Posts Tagged ‘water’
Location: bathroom
Sounds Heard: shower running
Location of clip: Kitchen, my house.
Sounds heard: Mom opening up the box of Cinnamon Toast Crunch, ruffling the plastic bag, and pouring the cereal into the blender. The blender’s motor can then be heard, along with a cabinet door closing. The faucet is then turned on and off, followed by Mom pouring more cereal into the blender.
1: Wednesday, March 20, 2013, 11:10 pm, House on Braxton St
2: Identify and list the sounds farthest away from you.
I’m taking a bubble bath in my friend’s newly installed tub as a rare treat, because the tubs on campus seem dirty. I am also doing this with the specific intention of creating a sound journal for what I hear underwater. Once submerged, the only distant sounds that can be heard are of so low a register that they seem more like pure vibrations – the sonorous thud of a shutting door and the dull footsteps of a heel-walker on the hall floor outside the bathroom door.
3: Identify and list the sounds at a medium range from you.
I can hear the hot water rushing out of the faucet, making frothing sounds and splashes as it divides to slap the surface of the water and churn down to the closed drain with its stream. Once I turn off the faucet (with a feeble squeak), I can hear the occasional, singular plink of water into the tub, and even the fluid rustle of water displaced by my shifting limbs.
4: Identify and list the sounds closest to you (– you can include internal sounds if noticed or relevant).
Internal sounds are more audible than they’ve been in any previous sound journals with the water pressure pushing up against my eardrums. I can hear my heart beating with a thud, with the sonic clarity of hearing it through a stethoscope. Occasionally my viscera make squishing noises in hunger – as my friend Greg once described the growlier of these noises, they’re like “a monster submerged in pudding.”

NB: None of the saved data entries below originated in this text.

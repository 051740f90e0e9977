//! # Logging & Tracing Infrastructure
//!
//! Installs a `tracing-subscriber` registry with a formatting layer (pretty,
//! JSON or compact), an `EnvFilter`, and an optional layer that mirrors
//! every surviving event to a host `LoggerSink`.
//!
//! ## Usage
//!
//! ```ignore
//! use bridge_traits::logging::{ConsoleLogger, LogLevel};
//! use core_runtime::logging::{init_logging, LogFormat, LoggingConfig};
//! use std::sync::Arc;
//!
//! let config = LoggingConfig::default()
//!     .with_format(LogFormat::Pretty)
//!     .with_level(LogLevel::Debug)
//!     .with_logger_sink(Arc::new(ConsoleLogger::default()));
//!
//! init_logging(config)?;
//! tracing::info!("Player started");
//! ```

use crate::error::{Error, Result};

use bridge_traits::logging::{LogEntry, LogLevel, LoggerSink};

use std::collections::HashMap;
use std::fmt;
use std::sync::Arc;

use tracing::field::{Field, Visit};
use tracing::{Event, Subscriber};
use tracing_subscriber::{
    filter::EnvFilter,
    layer::{Context, SubscriberExt},
    util::SubscriberInitExt,
    Layer,
};

/// Workspace crates that receive the configured base level by default.
const WORKSPACE_TARGETS: &[&str] = &[
    "video_sync",
    "core_runtime",
    "core_playback",
    "bridge_desktop",
];

/// Log output format
#[derive(Debug, Clone, Copy, PartialEq, Eq)]
pub enum LogFormat {
    Pretty,
    Json,
    Compact,
}

impl Default for LogFormat {
    fn default() -> Self {
        if cfg!(debug_assertions) {
            Self::Pretty
        } else {
            Self::Json
        }
    }
}

/// Logging configuration
#[derive(Clone, Default)]
pub struct LoggingConfig {
    pub format: LogFormat,
    pub level: LogLevel,
    /// Custom filter string (e.g., "core_playback=trace")
    pub filter: Option<String>,
    /// Host logger that receives a copy of every event
    pub logger_sink: Option<Arc<dyn LoggerSink>>,
}

impl fmt::Debug for LoggingConfig {
    fn fmt(&self, f: &mut fmt::Formatter<'_>) -> fmt::Result {
        f.debug_struct("LoggingConfig")
            .field("format", &self.format)
            .field("level", &self.level)
            .field("filter", &self.filter)
            .field("logger_sink", &self.logger_sink.is_some())
            .finish()
    }
}

impl LoggingConfig {
    pub fn with_format(mut self, format: LogFormat) -> Self {
        self.format = format;
        self
    }

    pub fn with_level(mut self, level: LogLevel) -> Self {
        self.level = level;
        self
    }

    pub fn with_filter(mut self, filter: impl Into<String>) -> Self {
        self.filter = Some(filter.into());
        self
    }

    pub fn with_logger_sink(mut self, sink: Arc<dyn LoggerSink>) -> Self {
        self.logger_sink = Some(sink);
        self
    }
}

/// Initialize the logging system
///
/// Call once during application startup. Subsequent calls return an error
/// because a global subscriber is already installed.
pub fn init_logging(config: LoggingConfig) -> Result<()> {
    let filter = build_filter(&config)?;
    let fmt_layer = match config.format {
        LogFormat::Pretty => tracing_subscriber::fmt::layer().pretty().boxed(),
        LogFormat::Json => tracing_subscriber::fmt::layer()
            .json()
            .flatten_event(true)
            .boxed(),
        LogFormat::Compact => tracing_subscriber::fmt::layer().compact().boxed(),
    };

    tracing_subscriber::registry()
        .with(fmt_layer)
        .with(filter)
        .with(LoggerSinkLayer::new(config.logger_sink))
        .try_init()
        .map_err(|e| Error::Config(format!("Failed to initialize logging: {}", e)))
}

fn level_directive(level: LogLevel) -> &'static str {
    match level {
        LogLevel::Trace => "trace",
        LogLevel::Debug => "debug",
        LogLevel::Info => "info",
        LogLevel::Warn => "warn",
        LogLevel::Error => "error",
    }
}

fn build_filter(config: &LoggingConfig) -> Result<EnvFilter> {
    let filter_string = match &config.filter {
        Some(custom_filter) => custom_filter.clone(),
        None => {
            // Our crates at the configured level, everything else at warn
            let base_level = level_directive(config.level);
            let mut directives = vec!["warn".to_string()];
            directives.extend(
                WORKSPACE_TARGETS
                    .iter()
                    .map(|target| format!("{}={}", target, base_level)),
            );
            directives.join(",")
        }
    };

    EnvFilter::try_new(filter_string)
        .map_err(|e| Error::Config(format!("Invalid log filter: {}", e)))
}

/// Layer that forwards events to a `LoggerSink` implementation.
struct LoggerSinkLayer {
    sink: Option<Arc<dyn LoggerSink>>,
}

impl LoggerSinkLayer {
    fn new(sink: Option<Arc<dyn LoggerSink>>) -> Self {
        Self { sink }
    }
}

impl<S: Subscriber> Layer<S> for LoggerSinkLayer {
    fn on_event(&self, event: &Event<'_>, _ctx: Context<'_, S>) {
        let Some(sink) = self.sink.as_ref() else {
            return;
        };

        let metadata = event.metadata();
        let level = tracing_level_to_log_level(*metadata.level());
        if level < sink.min_level() {
            return;
        }

        let mut visitor = SinkVisitor::default();
        event.record(&mut visitor);

        let message = visitor
            .message
            .unwrap_or_else(|| metadata.name().to_string());
        let mut entry = LogEntry::new(level, metadata.target(), message);
        entry.fields = visitor.fields;

        if let Err(err) = sink.log(entry) {
            eprintln!("LoggerSink error: {}", err);
        }
    }
}

#[derive(Default)]
struct SinkVisitor {
    message: Option<String>,
    fields: HashMap<String, String>,
}

impl Visit for SinkVisitor {
    fn record_str(&mut self, field: &Field, value: &str) {
        self.record_debug(field, &format_args!("{}", value));
    }

    fn record_debug(&mut self, field: &Field, value: &dyn fmt::Debug) {
        let value = format!("{:?}", value);
        if field.name() == "message" {
            self.message = Some(value);
        } else {
            self.fields.insert(field.name().to_string(), value);
        }
    }
}

fn tracing_level_to_log_level(level: tracing::Level) -> LogLevel {
    match level {
        tracing::Level::TRACE => LogLevel::Trace,
        tracing::Level::DEBUG => LogLevel::Debug,
        tracing::Level::INFO => LogLevel::Info,
        tracing::Level::WARN => LogLevel::Warn,
        tracing::Level::ERROR => LogLevel::Error,
    }
}

#[cfg(test)]
mod tests {
    use super::*;
    use bridge_traits::error::Result as SinkResult;
    use std::sync::Mutex;

    #[test]
    fn test_logging_config_builder() {
        let config = LoggingConfig::default()
            .with_format(LogFormat::Json)
            .with_level(LogLevel::Debug)
            .with_filter("core_playback=trace");

        assert_eq!(config.format, LogFormat::Json);
        assert_eq!(config.level, LogLevel::Debug);
        assert_eq!(config.filter, Some("core_playback=trace".to_string()));
        assert!(config.logger_sink.is_none());
    }

    #[test]
    fn test_build_filter() {
        let config = LoggingConfig::default().with_level(LogLevel::Debug);
        let filter = build_filter(&config).unwrap();
        let rendered = filter.to_string();
        assert!(rendered.contains("core_playback=debug"));
        assert!(rendered.contains("bridge_desktop=debug"));
    }

    #[test]
    fn test_build_custom_filter() {
        let config = LoggingConfig::default().with_filter("core_playback=trace");
        let filter = build_filter(&config).unwrap();
        assert!(filter.to_string().contains("core_playback=trace"));
    }

    #[test]
    fn test_invalid_filter_is_config_error() {
        let config = LoggingConfig::default().with_filter("core_playback=notalevel");
        assert!(matches!(build_filter(&config), Err(Error::Config(_))));
    }

    #[test]
    fn test_logger_sink_layer_forwards_event() {
        let sink = Arc::new(TestLoggerSink::default());
        let trait_sink: Arc<dyn LoggerSink> = sink.clone();
        let layer = LoggerSinkLayer::new(Some(trait_sink));
        let subscriber = tracing_subscriber::registry().with(layer);
        let _guard = tracing::subscriber::set_default(subscriber);

        tracing::info!(target: "core_playback::sync", volume = 0.4, "volume changed");

        let entries = sink.entries.lock().unwrap();
        assert_eq!(entries.len(), 1);
        let entry = &entries[0];
        assert_eq!(entry.target, "core_playback::sync");
        assert_eq!(entry.message, "volume changed");
        assert_eq!(entry.fields.get("volume"), Some(&"0.4".to_string()));
    }

    #[test]
    fn test_logger_sink_layer_respects_min_level() {
        let sink = Arc::new(TestLoggerSink {
            min_level: LogLevel::Warn,
            ..Default::default()
        });
        let trait_sink: Arc<dyn LoggerSink> = sink.clone();
        let subscriber = tracing_subscriber::registry().with(LoggerSinkLayer::new(Some(trait_sink)));
        let _guard = tracing::subscriber::set_default(subscriber);

        tracing::debug!("dropped");
        tracing::warn!("kept");

        let entries = sink.entries.lock().unwrap();
        assert_eq!(entries.len(), 1);
        assert_eq!(entries[0].message, "kept");
        assert_eq!(entries[0].level, LogLevel::Warn);
    }

    struct TestLoggerSink {
        entries: Mutex<Vec<LogEntry>>,
        min_level: LogLevel,
    }

    impl Default for TestLoggerSink {
        fn default() -> Self {
            Self {
                entries: Mutex::new(Vec::new()),
                min_level: LogLevel::Trace,
            }
        }
    }

    impl LoggerSink for TestLoggerSink {
        fn log(&self, entry: LogEntry) -> SinkResult<()> {
            let mut entries = self.entries.lock().unwrap();
            entries.push(entry);
            Ok(())
        }

        fn min_level(&self) -> LogLevel {
            self.min_level
        }
    }
}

5: Describe the general sound level and amount of sound activity.
The sound level to an external ear would be very low – in fact, most of the sound activity I’m observing would be practically inaudible to anyone as far as the other side of the small bathroom. But beneath the water, the sounds are very full.
6: Assign a one-word description to the “sound environment”.
“Internal”
7: Select and list 3 sounds that are essential to the sound environment. Note: you need to try and figure out what sounds make up this environment and which of those sounds need to be there for the feeling of the environment to stay intact.
The sounds from outside the bathroom give clues to context like dulled honking outside a sealed up car, but they aren’t vital to the vibe of the sonic environment. The sound of the water of varying sizes and speeds (from a downpour to the sporadic droplet) go well with the internal sounds of my body, as there is a fluid, quality to both. After all, the human body is filled with fluid; therefore, being inside a bathtub is aurally like being inside a body. Thus, listening to the fluid in my body while submerged in fluid is like meta-sound-journaling. (Whoa!)
1: Wednesday, February 27, 2013, 3:14 am, Alliance Hall, 7th Floor Bathroom
2: Identify and list the sounds farthest away from you.
Inside the shower, water falls steadily in thin, high-pressure streams onto an assemblage of plastic, toiletry bottles, of which the varying degrees of emptiness create an array of tonalities. The water also drums on the edge of a plastic shower curtain, creating the full, soft sound of rain on wide-leafed flora – the sort of sound one hears on a recording of a lush rainforest, meant to work as a relaxation/sleep aid.
3: Identify and list the sounds at a medium range from you.
A girl sits in a stall on the other side of the bathroom, talking on the phone in a low yet urgent voice. Each syllable, no matter how hushed, ricochets off the smooth, Formica countertops and the hundreds of small tiles, echoing onto the start of the next syllable and garbling her words so that only the vague sounds of pleading and apologizing can be discerned. The conversation has the intimate, shameful tone of a confession to a romantic partner, and she seems to have sought relative privacy in the bathroom at 3:00 am, presumably to not disturb her sleeping roommate. The sound of me showering has made her self-conscious, and she murmurs sheepishly for the better part of my shower.
4: Identify and list the sounds closest to you (– you can include internal sounds if noticed or relevant).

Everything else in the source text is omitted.